Friday, February 3, 2012

School's in: If there ever comes a day....

From "The House At Pooh Corner" by A.A.Milne (1928)


The kookaburras are laughing as I sit here at 9pm on the first night of our LGBB going to school. It's rare to hear them, certainly this late at night, round these parts. They're having a raucous good laugh.... at my expense, my paranoid ego wants to tell me.

See, here's the thing:  I thought I would have a cry in my heart after today. THE day. The big one that has been looming in my awareness for well over a year now. I put it off and put it off, imagining today. Kind of like anticipating something you want so much to come but you know it'll come with a cost. Come with some pain.

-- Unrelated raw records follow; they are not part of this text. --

// 该文件是 Cheliu （车流） 项目的一部分。
// src/lib.rs - 库主文件
//
// 本文件根据 Apache 许可证第 2.0 版（以下简称“许可证”）授权使用；
// 除非遵守该许可证条款，否则您不得使用本文件。
// 您可通过以下网址获取许可证副本：
// http://www.apache.org/licenses/LICENSE-2.0
// 除非适用法律要求或书面同意，根据本许可协议分发的软件均按“原样”提供，
// 不附带任何形式的明示或暗示的保证或条件。
// 有关许可权限与限制的具体条款，请参阅本许可协议。
//
// Copyright (C) 2026 Johann Li <me@qinka.pro>, Wareless Group

pub mod candidate;
pub mod input;
pub mod intake;
pub mod model;
pub mod output;
pub mod policy;
pub mod session;
pub mod utils;

pub trait FromUrl {
  type Error;
  fn from_url(url: &url::Url) -> Result<Self, Self::Error>
  where
    Self: Sized;
}

pub trait FromUrlWithScheme: FromUrl {
  const SCHEME: &'static str;
}
// 该文件是 Cheliu （车流） 项目的一部分。
// src/model.rs - 远程分析服务与结果定义
//
// 本文件根据 Apache 许可证第 2.0 版（以下简称“许可证”）授权使用；
// 除非遵守该许可证条款，否则您不得使用本文件。
// 您可通过以下网址获取许可证副本：
// http://www.apache.org/licenses/LICENSE-2.0
// 除非适用法律要求或书面同意，根据本许可协议分发的软件均按“原样”提供，
// 不附带任何形式的明示或暗示的保证或条件。
// 有关许可权限与限制的具体条款，请参阅本许可协议。
//
// Copyright (C) 2026 Johann Li <me@qinka.pro>, Wareless Group

use async_trait::async_trait;
use serde::{Deserialize, Serialize};
use thiserror::Error;

use crate::candidate::CandidateFile;

mod http_service;
pub use self::http_service::{DEFAULT_ENDPOINT, FILE_FIELD_NAME, HttpAnalysisService};

#[derive(Error, Debug)]
pub enum ServiceError {
  #[error("网络请求失败: {0}")]
  Transport(#[from] reqwest::Error),
  #[error("服务返回错误状态码: {status}")]
  Status { status: u16 },
  #[error("响应格式错误: {0}")]
  MalformedResponse(#[from] serde_json::Error),
  #[error("响应不是 JSON 对象")]
  NotAnObject,
  #[error("响应缺少字段: {0}")]
  MissingField(&'static str),
  #[error("不支持的服务地址: {0}")]
  UnsupportedEndpoint(String),
}

/// 远程分析服务，文件所有权随请求一并交出
#[async_trait]
pub trait AnalysisService {
  async fn process(&self, file: CandidateFile) -> Result<ProcessedResult, ServiceError>;
}

#[async_trait]
impl<S: AnalysisService + Send + Sync + ?Sized> AnalysisService for std::sync::Arc<S> {
  async fn process(&self, file: CandidateFile) -> Result<ProcessedResult, ServiceError> {
    (**self).process(file).await
  }
}

/// 缺失字段的处理方式
#[derive(Debug, Clone, Copy, Default, PartialEq, Eq)]
pub enum ParseMode {
  /// 缺失字段取默认值
  #[default]
  Lenient,
  /// `vehicleCount` 与 `vehicleNumbers` 必须存在
  Strict,
}

/// 车辆检测汇总结果，构造后不可变
#[derive(Debug, Clone, PartialEq, Eq, Serialize)]
#[serde(rename_all = "camelCase")]
pub struct ProcessedResult {
  vehicle_count: u64,
  vehicle_numbers: Vec<String>,
  #[serde(skip_serializing_if = "Option::is_none")]
  processed_image_url: Option<String>,
}

#[derive(Debug, Deserialize)]
#[serde(rename_all = "camelCase")]
struct ResultPayload {
  #[serde(default, alias = "vehicle_count")]
  vehicle_count: Option<u64>,
  #[serde(default, alias = "vehicle_numbers")]
  vehicle_numbers: Option<Vec<String>>,
  #[serde(default, alias = "processed_image_url")]
  processed_image_url: Option<String>,
  #[serde(default)]
  plates: Option<Vec<PlatePayload>>,
}

#[derive(Debug, Deserialize)]
struct PlatePayload {
  text: String,
}

impl ProcessedResult {
  pub fn new(
    vehicle_count: u64,
    vehicle_numbers: Vec<String>,
    processed_image_url: Option<String>,
  ) -> Self {
    Self {
      vehicle_count,
      vehicle_numbers,
      processed_image_url,
    }
  }

  pub fn vehicle_count(&self) -> u64 {
    self.vehicle_count
  }

  pub fn vehicle_numbers(&self) -> &[String] {
    &self.vehicle_numbers
  }

  pub fn processed_image_url(&self) -> Option<&str> {
    self.processed_image_url.as_deref()
  }

  /// 解析服务响应体，必须是 JSON 对象
  pub fn from_json_slice(body: &[u8], mode: ParseMode) -> Result<Self, ServiceError> {
    let value: serde_json::Value = serde_json::from_slice(body)?;
    if !value.is_object() {
      return Err(ServiceError::NotAnObject);
    }
    let payload: ResultPayload = serde_json::from_value(value)?;

    // 旧版后端只返回 plates 数组
    let vehicle_numbers = payload.vehicle_numbers.or_else(|| {
      payload
        .plates
        .map(|plates| plates.into_iter().map(|plate| plate.text).collect())
    });

    if mode == ParseMode::Strict {
      if payload.vehicle_count.is_none() {
        return Err(ServiceError::MissingField("vehicleCount"));
      }
      if vehicle_numbers.is_none() {
        return Err(ServiceError::MissingField("vehicleNumbers"));
      }
    }

    Ok(Self {
      vehicle_count: payload.vehicle_count.unwrap_or_default(),
      vehicle_numbers: vehicle_numbers.unwrap_or_default(),
      processed_image_url: payload.processed_image_url,
    })
  }
}
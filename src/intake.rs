// 该文件是 Cheliu （车流） 项目的一部分。
// src/intake.rs - 文件接纳校验
//
// 本文件根据 Apache 许可证第 2.0 版（以下简称“许可证”）授权使用；
// 除非遵守该许可证条款，否则您不得使用本文件。
// 您可通过以下网址获取许可证副本：
// http://www.apache.org/licenses/LICENSE-2.0
// 除非适用法律要求或书面同意，根据本许可协议分发的软件均按“原样”提供，
// 不附带任何形式的明示或暗示的保证或条件。
// 有关许可权限与限制的具体条款，请参阅本许可协议。
//
// Copyright (C) 2026 Johann Li <me@qinka.pro>, Wareless Group

use tracing::debug;

use crate::{
  candidate::RawFileEntry,
  policy::{AcceptedTypePolicy, MediaCategory},
};

/// 未被接纳的原因，调用方按静默忽略处理
#[derive(Debug, Clone, PartialEq, Eq)]
pub enum IntakeRejection {
  Empty,
  UnsupportedType { name: String },
}

#[derive(Debug)]
pub enum IntakeOutcome {
  /// 只取第一个条目，其余条目计入 `discarded`
  Admitted {
    entry: RawFileEntry,
    category: MediaCategory,
    discarded: usize,
  },
  Rejected(IntakeRejection),
}

impl IntakeOutcome {
  pub fn is_admitted(&self) -> bool {
    matches!(self, IntakeOutcome::Admitted { .. })
  }
}

#[derive(Debug, Clone, Default)]
pub struct IntakeValidator {
  policy: AcceptedTypePolicy,
}

impl IntakeValidator {
  pub fn new(policy: AcceptedTypePolicy) -> Self {
    Self { policy }
  }

  pub fn admit<I>(&self, entries: I) -> IntakeOutcome
  where
    I: IntoIterator<Item = RawFileEntry>,
  {
    let mut entries = entries.into_iter();
    let Some(entry) = entries.next() else {
      debug!("没有提供文件，忽略");
      return IntakeOutcome::Rejected(IntakeRejection::Empty);
    };
    let discarded = entries.count();
    if discarded > 0 {
      debug!("一次只处理一个文件，忽略其余 {} 个", discarded);
    }

    match self.policy.category_of(entry.name()) {
      Some(category) => IntakeOutcome::Admitted {
        entry,
        category,
        discarded,
      },
      None => {
        debug!("不支持的文件类型: {}", entry.name());
        IntakeOutcome::Rejected(IntakeRejection::UnsupportedType {
          name: entry.name().to_string(),
        })
      }
    }
  }
}
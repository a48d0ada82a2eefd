// 该文件是 Cheliu （车流） 项目的一部分。
// src/output/json_output.rs - JSON 行输出
//
// 本文件根据 Apache 许可证第 2.0 版（以下简称“许可证”）授权使用；
// 除非遵守该许可证条款，否则您不得使用本文件。
// 您可通过以下网址获取许可证副本：
// http://www.apache.org/licenses/LICENSE-2.0
// 除非适用法律要求或书面同意，根据本许可协议分发的软件均按“原样”提供，
// 不附带任何形式的明示或暗示的保证或条件。
// 有关许可权限与限制的具体条款，请参阅本许可协议。
//
// Copyright (C) 2026 Johann Li <me@qinka.pro>, Wareless Group

use std::io::Write;
use std::sync::{Mutex, PoisonError};

use thiserror::Error;
use url::Url;

use crate::{
  FromUrl, FromUrlWithScheme,
  model::ProcessedResult,
  output::{FailureNotice, OutcomeRecord, Render},
};

#[derive(Error, Debug)]
pub enum JsonOutputError {
  #[error("URI 方案不匹配")]
  SchemeMismatch,
  #[error("序列化错误: {0}")]
  SerializeError(#[from] serde_json::Error),
  #[error("I/O 错误: {0}")]
  IoError(#[from] std::io::Error),
}

/// 每个结果输出一行 JSON
pub struct JsonOutput {
  writer: Mutex<Box<dyn Write + Send>>,
}

impl FromUrlWithScheme for JsonOutput {
  const SCHEME: &'static str = "json";
}

impl FromUrl for JsonOutput {
  type Error = JsonOutputError;

  fn from_url(url: &Url) -> Result<Self, Self::Error> {
    if url.scheme() != Self::SCHEME {
      return Err(JsonOutputError::SchemeMismatch);
    }
    Ok(Self::with_writer(Box::new(std::io::stdout())))
  }
}

impl JsonOutput {
  pub fn with_writer(writer: Box<dyn Write + Send>) -> Self {
    Self {
      writer: Mutex::new(writer),
    }
  }

  fn write_record(&self, record: &OutcomeRecord<'_>) -> Result<(), JsonOutputError> {
    let mut line = serde_json::to_vec(record)?;
    line.push(b'\n');

    let mut writer = self.writer.lock().unwrap_or_else(PoisonError::into_inner);
    writer.write_all(&line)?;
    writer.flush()?;
    Ok(())
  }
}

impl Render for JsonOutput {
  type Error = JsonOutputError;

  fn render_result(&self, result: ProcessedResult) -> Result<(), Self::Error> {
    self.write_record(&OutcomeRecord::succeeded(&result))
  }

  fn render_failure(&self, notice: &FailureNotice) -> Result<(), Self::Error> {
    self.write_record(&OutcomeRecord::failed(notice))
  }
}
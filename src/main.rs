// 该文件是 Cheliu （车流） 项目的一部分。
// src/main.rs - 单次上传主程序
//
// 本文件根据 Apache 许可证第 2.0 版（以下简称“许可证”）授权使用；
// 除非遵守该许可证条款，否则您不得使用本文件。
// 您可通过以下网址获取许可证副本：
// http://www.apache.org/licenses/LICENSE-2.0
// 除非适用法律要求或书面同意，根据本许可协议分发的软件均按“原样”提供，
// 不附带任何形式的明示或暗示的保证或条件。
// 有关许可权限与限制的具体条款，请参阅本许可协议。
//
// Copyright (C) 2026 Johann Li <me@qinka.pro>, Wareless Group

use std::process::ExitCode;

use anyhow::Result;
use clap::Parser;
use tracing::info;
use url::Url;

use cheliu::{
  FromUrl,
  input::{drop_entries, parse_source},
  intake::IntakeValidator,
  model::{DEFAULT_ENDPOINT, HttpAnalysisService},
  output::OutputWrapper,
  session::{DropOutcome, SubmitOutcome, UploadController},
  utils::init_tracing,
};

/// Cheliu 单次上传：只处理给出的第一个文件
#[derive(Parser, Debug)]
#[command(author, version, about, long_about = None)]
pub struct Args {
  /// 分析服务地址，加 `?strict` 要求响应字段完整
  #[arg(long, env = "CHELIU_ENDPOINT", default_value = DEFAULT_ENDPOINT, value_name = "URL")]
  pub endpoint: Url,
  /// 输出方式: term: / json: / folder:///path[?always]
  #[arg(long, env = "CHELIU_OUTPUT", default_value = "term:", value_name = "OUTPUT")]
  pub output: Url,
  /// 只检查服务是否可用
  #[arg(long)]
  pub ping: bool,
  /// 文件路径或 file:// URL，可给出多个，只取第一个
  #[arg(value_name = "FILE", value_parser = parse_source)]
  pub inputs: Vec<Url>,
}

#[tokio::main(flavor = "current_thread")]
async fn main() -> Result<ExitCode> {
  init_tracing();

  let args = Args::parse();

  info!("服务地址: {}", args.endpoint);
  info!("输出方式: {}", args.output);

  let service = HttpAnalysisService::from_url(&args.endpoint)?;
  if args.ping {
    service.ping().await?;
    info!("服务可用");
    return Ok(ExitCode::SUCCESS);
  }

  let entries = drop_entries(&args.inputs)?;
  let output = OutputWrapper::from_url(&args.output)?;
  let controller = UploadController::new(IntakeValidator::default(), service, output);

  let code = match controller.accept_drop(entries).await? {
    DropOutcome::Ignored(reason) => {
      info!("没有可处理的文件: {:?}", reason);
      ExitCode::SUCCESS
    }
    DropOutcome::Session { discarded, outcome } => {
      if discarded > 0 {
        info!("一次只处理一个文件，其余 {} 个未上传", discarded);
      }
      match outcome {
        SubmitOutcome::Failed { .. } => ExitCode::FAILURE,
        _ => ExitCode::SUCCESS,
      }
    }
  };

  Ok(code)
}
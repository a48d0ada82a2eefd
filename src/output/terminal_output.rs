// 该文件是 Cheliu （车流） 项目的一部分。
// src/output/terminal_output.rs - 终端文本输出
//
// 本文件根据 Apache 许可证第 2.0 版（以下简称“许可证”）授权使用；
// 除非遵守该许可证条款，否则您不得使用本文件。
// 您可通过以下网址获取许可证副本：
// http://www.apache.org/licenses/LICENSE-2.0
// 除非适用法律要求或书面同意，根据本许可协议分发的软件均按“原样”提供，
// 不附带任何形式的明示或暗示的保证或条件。
// 有关许可权限与限制的具体条款，请参阅本许可协议。
//
// Copyright (C) 2026 Johann Li <me@qinka.pro>, Wareless Group

use std::io::Write;
use std::sync::{Mutex, PoisonError};

use url::Url;

use crate::{
  FromUrl, FromUrlWithScheme,
  model::ProcessedResult,
  output::{FailureNotice, OutputError, Render},
};

type Sink = Mutex<Box<dyn Write + Send>>;

/// 结果写到标准输出，失败提示写到标准错误
pub struct TerminalOutput {
  out: Sink,
  err: Sink,
}

impl FromUrlWithScheme for TerminalOutput {
  const SCHEME: &'static str = "term";
}

impl FromUrl for TerminalOutput {
  type Error = OutputError;

  fn from_url(url: &Url) -> Result<Self, Self::Error> {
    if url.scheme() != Self::SCHEME {
      return Err(OutputError::SchemeMismatch);
    }
    Ok(Self::default())
  }
}

impl Default for TerminalOutput {
  fn default() -> Self {
    Self::with_writers(Box::new(std::io::stdout()), Box::new(std::io::stderr()))
  }
}

impl TerminalOutput {
  pub fn with_writers(out: Box<dyn Write + Send>, err: Box<dyn Write + Send>) -> Self {
    Self {
      out: Mutex::new(out),
      err: Mutex::new(err),
    }
  }

  fn write(sink: &Sink, text: &str) -> std::io::Result<()> {
    let mut writer = sink.lock().unwrap_or_else(PoisonError::into_inner);
    writer.write_all(text.as_bytes())?;
    writer.flush()
  }
}

pub fn format_result(result: &ProcessedResult) -> String {
  let mut text = format!(
    "Analysis Results\nVehicles Detected: {}\n",
    result.vehicle_count()
  );
  for (index, number) in result.vehicle_numbers().iter().enumerate() {
    text.push_str(&format!("Vehicle {}: {}\n", index + 1, number));
  }
  if let Some(url) = result.processed_image_url() {
    text.push_str(&format!("Processed Image: {}\n", url));
  }
  text
}

impl Render for TerminalOutput {
  type Error = std::io::Error;

  fn render_result(&self, result: ProcessedResult) -> Result<(), Self::Error> {
    Self::write(&self.out, &format_result(&result))
  }

  fn render_failure(&self, notice: &FailureNotice) -> Result<(), Self::Error> {
    Self::write(&self.err, &format!("{}\n", notice.message()))
  }
}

That is how I just naturally expected today to go. Scene:  me back in car, letting myself go into the cocoon of the vehicle cabin, possibly searching for something soppy to play on the radio as a fitting backdrop to my tears.

But no! Not a tear fell. Not even a "Oh my giddy Aunt, but they are SO gorgeous with their enormous shorts down to their shins and dresses down to their ankles, bless them all" blub of happiness (which I am oh so good at.... just ask the LGBB's kindy teacher from last year who pegged me as hopeless right from the first time - of many - that I stood and watched someone else's kid have show and tell and proceeded to cry uncontrollably just watching how proud they were with showing their favourite whatever to the captive audience).


Checking they got her name right

You see on the surface, today was surprise-free. I knew Lolly would breeze through that door, I had a feeling I'd get the briefest of hugs and then she would be on her way, back turned to me and her Dad. I expected I would feel a sense of loss (as with the closing of any long, important chapter) but I haven't. The day went off without a hitch. Lolly did give us a goodbye hug but it was a squeeze so warm and loving and bone-crushing that I knew she was ready to flap her wings and practice flying now.

Retrospectively looking back on it, and tucking the girl in to her bed tonight after a celebratory pizza feast, a foot massage with lavender oil and a tummy-winding exercise (that is... winding as in winding down, not anything to do with a breeze!) - which may not be to everyone's understanding or pleasure, but is our tried and true method of corterizing any remaining threads of connection to energies of the day that are not hers to to be troubled by or to own - I allowed myself to realise the profoundity of the day.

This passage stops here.